• _Data_:

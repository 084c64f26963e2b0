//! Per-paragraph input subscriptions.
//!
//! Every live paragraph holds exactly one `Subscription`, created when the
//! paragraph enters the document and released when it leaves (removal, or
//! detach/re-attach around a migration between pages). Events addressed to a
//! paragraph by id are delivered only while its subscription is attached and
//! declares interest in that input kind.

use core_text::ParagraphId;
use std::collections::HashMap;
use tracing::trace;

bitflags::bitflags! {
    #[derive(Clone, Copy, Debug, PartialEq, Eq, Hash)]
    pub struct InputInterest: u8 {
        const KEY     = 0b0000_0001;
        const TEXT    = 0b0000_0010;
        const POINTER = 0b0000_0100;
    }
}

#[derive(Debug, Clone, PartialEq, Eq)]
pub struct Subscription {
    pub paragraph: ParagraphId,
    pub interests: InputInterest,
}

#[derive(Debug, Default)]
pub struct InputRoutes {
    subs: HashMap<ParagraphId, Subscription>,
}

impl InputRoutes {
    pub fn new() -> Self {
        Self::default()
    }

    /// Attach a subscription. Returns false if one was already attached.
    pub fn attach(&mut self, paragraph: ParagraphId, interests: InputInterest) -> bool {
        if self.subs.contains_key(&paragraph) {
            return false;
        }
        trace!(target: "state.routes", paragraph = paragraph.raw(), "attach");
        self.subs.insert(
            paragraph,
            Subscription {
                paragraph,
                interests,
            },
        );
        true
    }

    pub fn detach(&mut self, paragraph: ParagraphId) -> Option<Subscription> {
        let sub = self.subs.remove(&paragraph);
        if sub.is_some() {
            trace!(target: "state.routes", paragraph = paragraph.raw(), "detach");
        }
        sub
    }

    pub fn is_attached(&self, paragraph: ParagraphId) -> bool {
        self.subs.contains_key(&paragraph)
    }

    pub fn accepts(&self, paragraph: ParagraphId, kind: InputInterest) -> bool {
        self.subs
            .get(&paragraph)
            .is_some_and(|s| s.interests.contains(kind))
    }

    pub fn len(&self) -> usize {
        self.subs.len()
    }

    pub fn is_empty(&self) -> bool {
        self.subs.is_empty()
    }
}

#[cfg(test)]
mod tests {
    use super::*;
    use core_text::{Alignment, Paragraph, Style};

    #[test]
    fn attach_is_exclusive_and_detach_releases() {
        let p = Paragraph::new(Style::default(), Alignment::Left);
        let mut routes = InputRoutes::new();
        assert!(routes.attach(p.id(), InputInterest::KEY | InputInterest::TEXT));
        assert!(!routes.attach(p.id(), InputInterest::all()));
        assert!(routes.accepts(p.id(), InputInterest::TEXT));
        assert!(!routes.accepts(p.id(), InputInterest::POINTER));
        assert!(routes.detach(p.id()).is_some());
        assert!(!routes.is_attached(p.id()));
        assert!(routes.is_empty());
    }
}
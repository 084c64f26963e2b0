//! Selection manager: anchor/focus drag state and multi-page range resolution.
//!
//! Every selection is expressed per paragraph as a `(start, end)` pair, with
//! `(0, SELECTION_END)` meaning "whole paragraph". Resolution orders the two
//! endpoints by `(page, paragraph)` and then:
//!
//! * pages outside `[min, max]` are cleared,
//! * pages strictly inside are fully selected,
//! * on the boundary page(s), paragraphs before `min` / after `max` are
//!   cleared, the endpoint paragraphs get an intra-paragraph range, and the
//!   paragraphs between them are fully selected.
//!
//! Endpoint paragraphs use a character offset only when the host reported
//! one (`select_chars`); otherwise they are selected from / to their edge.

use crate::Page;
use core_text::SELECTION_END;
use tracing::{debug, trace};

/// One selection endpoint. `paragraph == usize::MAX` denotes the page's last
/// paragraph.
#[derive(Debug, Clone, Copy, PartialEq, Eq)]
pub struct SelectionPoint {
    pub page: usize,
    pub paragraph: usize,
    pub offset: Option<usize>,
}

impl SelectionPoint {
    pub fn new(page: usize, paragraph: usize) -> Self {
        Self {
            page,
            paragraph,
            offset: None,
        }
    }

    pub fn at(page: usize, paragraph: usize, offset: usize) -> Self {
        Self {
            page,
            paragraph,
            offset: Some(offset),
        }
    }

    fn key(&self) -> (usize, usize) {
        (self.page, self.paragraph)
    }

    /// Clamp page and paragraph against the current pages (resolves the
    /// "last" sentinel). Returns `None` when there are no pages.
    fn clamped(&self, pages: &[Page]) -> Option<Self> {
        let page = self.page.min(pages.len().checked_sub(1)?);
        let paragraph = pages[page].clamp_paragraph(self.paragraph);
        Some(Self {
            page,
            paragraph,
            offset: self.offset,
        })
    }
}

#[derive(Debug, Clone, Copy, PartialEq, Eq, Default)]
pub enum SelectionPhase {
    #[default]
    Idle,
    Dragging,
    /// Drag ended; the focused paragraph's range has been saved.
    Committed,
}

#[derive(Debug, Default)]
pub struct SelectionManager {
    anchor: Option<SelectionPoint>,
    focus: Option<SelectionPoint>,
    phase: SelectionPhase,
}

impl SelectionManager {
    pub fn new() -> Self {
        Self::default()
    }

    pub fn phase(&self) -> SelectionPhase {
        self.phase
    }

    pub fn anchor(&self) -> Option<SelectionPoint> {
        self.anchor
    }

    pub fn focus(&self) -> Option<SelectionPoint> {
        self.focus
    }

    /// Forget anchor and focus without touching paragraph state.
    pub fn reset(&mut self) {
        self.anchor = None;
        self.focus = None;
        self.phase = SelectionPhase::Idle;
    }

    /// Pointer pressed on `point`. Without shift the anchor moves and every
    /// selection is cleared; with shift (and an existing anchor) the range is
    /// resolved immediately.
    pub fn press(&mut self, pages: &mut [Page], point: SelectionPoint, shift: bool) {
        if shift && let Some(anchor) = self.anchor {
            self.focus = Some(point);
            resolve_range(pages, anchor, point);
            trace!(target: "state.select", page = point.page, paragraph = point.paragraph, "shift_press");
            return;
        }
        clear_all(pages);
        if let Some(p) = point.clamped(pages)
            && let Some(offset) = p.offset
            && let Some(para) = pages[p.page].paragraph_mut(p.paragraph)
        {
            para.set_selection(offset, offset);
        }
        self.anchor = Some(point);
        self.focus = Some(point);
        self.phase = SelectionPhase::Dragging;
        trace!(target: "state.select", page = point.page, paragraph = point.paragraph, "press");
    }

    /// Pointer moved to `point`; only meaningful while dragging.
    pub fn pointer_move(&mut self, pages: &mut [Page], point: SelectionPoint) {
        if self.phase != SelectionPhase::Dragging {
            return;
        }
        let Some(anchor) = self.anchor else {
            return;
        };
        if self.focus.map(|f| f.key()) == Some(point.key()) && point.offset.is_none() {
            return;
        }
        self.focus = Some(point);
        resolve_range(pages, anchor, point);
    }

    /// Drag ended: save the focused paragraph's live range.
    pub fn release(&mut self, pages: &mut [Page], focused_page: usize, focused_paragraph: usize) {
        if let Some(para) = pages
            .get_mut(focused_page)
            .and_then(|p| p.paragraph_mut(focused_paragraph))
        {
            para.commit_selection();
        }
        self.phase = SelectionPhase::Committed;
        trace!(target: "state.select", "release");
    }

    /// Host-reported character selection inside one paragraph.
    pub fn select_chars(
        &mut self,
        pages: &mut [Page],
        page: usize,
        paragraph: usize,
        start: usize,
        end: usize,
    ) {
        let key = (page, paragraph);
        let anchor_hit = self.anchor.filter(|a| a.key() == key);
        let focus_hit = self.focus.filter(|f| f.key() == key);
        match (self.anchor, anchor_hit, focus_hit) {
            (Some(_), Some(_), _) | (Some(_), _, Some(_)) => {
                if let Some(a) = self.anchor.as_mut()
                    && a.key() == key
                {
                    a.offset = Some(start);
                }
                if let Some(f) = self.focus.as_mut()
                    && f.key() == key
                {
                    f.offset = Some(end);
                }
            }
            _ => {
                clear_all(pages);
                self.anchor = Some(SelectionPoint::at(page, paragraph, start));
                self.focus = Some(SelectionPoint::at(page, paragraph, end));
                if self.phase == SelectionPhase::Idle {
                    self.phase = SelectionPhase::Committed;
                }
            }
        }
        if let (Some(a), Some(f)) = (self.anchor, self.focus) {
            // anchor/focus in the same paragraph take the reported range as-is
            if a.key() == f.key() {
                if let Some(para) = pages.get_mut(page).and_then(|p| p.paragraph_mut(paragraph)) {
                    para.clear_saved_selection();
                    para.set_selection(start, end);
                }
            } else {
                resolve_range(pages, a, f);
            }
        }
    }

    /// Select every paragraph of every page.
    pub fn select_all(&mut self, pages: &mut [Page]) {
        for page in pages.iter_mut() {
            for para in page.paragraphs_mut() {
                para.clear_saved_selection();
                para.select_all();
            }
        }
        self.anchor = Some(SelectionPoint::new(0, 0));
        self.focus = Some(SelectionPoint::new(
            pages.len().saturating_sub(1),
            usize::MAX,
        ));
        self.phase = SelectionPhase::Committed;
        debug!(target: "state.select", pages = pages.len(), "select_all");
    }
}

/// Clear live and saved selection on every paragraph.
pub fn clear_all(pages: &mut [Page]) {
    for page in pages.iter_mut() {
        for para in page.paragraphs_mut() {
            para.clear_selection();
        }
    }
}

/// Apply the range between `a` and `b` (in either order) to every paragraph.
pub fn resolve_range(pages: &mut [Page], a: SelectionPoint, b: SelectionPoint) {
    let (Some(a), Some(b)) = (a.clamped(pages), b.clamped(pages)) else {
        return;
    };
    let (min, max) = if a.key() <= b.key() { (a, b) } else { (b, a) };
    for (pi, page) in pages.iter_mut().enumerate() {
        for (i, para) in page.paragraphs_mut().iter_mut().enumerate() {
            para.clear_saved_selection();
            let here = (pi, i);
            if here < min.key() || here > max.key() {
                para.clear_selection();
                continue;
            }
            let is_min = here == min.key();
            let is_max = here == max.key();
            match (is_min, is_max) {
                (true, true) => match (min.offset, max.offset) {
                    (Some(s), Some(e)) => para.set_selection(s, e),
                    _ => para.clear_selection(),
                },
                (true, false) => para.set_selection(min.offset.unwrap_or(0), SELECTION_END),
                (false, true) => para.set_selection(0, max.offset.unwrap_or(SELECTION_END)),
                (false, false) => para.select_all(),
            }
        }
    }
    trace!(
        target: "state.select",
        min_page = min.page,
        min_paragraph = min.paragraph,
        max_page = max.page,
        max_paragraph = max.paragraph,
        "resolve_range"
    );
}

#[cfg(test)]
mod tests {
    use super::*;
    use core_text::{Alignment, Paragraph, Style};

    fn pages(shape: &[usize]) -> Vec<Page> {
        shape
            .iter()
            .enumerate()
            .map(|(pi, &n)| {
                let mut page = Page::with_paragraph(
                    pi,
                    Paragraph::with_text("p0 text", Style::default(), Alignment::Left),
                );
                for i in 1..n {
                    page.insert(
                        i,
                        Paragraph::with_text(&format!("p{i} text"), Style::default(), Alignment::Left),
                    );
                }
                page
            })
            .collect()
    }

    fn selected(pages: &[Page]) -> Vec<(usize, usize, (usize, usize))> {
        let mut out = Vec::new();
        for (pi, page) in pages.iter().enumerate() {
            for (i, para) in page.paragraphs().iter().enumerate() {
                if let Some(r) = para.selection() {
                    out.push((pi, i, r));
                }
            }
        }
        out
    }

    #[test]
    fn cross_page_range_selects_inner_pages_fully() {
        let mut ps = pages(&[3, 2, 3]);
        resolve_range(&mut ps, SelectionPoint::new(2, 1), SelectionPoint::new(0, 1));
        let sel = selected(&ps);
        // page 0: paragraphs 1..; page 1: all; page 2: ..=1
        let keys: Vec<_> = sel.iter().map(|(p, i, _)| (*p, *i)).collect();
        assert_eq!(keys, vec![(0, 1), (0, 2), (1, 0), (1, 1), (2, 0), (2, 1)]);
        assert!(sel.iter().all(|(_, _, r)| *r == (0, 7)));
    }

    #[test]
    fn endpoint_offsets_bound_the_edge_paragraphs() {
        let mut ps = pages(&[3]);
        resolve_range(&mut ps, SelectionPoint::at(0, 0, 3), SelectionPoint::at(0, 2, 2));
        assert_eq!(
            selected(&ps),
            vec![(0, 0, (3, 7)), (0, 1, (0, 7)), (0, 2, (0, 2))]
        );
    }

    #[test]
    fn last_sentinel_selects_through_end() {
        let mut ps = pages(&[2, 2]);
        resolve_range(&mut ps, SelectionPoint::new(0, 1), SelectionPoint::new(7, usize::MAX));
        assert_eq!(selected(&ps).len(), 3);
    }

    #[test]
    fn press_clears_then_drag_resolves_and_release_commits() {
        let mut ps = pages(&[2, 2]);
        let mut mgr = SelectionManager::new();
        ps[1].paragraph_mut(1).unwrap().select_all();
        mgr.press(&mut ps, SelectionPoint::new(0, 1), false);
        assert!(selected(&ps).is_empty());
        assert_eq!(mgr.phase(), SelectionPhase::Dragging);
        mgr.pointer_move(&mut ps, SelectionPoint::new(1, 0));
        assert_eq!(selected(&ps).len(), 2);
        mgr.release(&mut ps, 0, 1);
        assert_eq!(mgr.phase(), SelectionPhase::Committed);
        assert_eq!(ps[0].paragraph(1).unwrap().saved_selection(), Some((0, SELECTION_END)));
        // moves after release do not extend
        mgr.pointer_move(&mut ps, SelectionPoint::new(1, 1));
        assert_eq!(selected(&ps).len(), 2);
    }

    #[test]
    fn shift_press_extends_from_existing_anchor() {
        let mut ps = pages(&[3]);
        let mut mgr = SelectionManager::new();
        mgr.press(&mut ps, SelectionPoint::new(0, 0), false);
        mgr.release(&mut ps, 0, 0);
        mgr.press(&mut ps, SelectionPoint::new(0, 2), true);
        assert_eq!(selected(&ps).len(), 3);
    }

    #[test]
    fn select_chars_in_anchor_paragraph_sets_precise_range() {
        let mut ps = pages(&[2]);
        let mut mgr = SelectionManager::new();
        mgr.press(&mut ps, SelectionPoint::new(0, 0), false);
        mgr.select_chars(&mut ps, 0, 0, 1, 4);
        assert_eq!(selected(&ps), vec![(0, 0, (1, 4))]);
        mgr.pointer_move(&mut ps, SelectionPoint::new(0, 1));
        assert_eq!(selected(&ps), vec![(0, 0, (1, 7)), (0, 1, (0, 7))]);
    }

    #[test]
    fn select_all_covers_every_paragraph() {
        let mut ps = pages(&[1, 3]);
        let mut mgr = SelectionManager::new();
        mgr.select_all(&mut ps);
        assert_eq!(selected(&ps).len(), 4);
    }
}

• _What to produce_: In the listing above, reproduce the first line and each one after it through the line that contains "pub struct InputRoutes".

• _Completed task_:
repository 084c64f26963e2b0
//! Per-paragraph input subscriptions.
//!
//! Every live paragraph holds exactly one `Subscription`, created when the
//! paragraph enters the document and released when it leaves (removal, or
//! detach/re-attach around a migration between pages). Events addressed to a
//! paragraph by id are delivered only while its subscription is attached and
//! declares interest in that input kind.

use core_text::ParagraphId;
use std::collections::HashMap;
use tracing::trace;

bitflags::bitflags! {
    #[derive(Clone, Copy, Debug, PartialEq, Eq, Hash)]
    pub struct InputInterest: u8 {
        const KEY     = 0b0000_0001;
        const TEXT    = 0b0000_0010;
        const POINTER = 0b0000_0100;
    }
}

#[derive(Debug, Clone, PartialEq, Eq)]
pub struct Subscription {
    pub paragraph: ParagraphId,
    pub interests: InputInterest,
}

#[derive(Debug, Default)]
pub struct InputRoutes {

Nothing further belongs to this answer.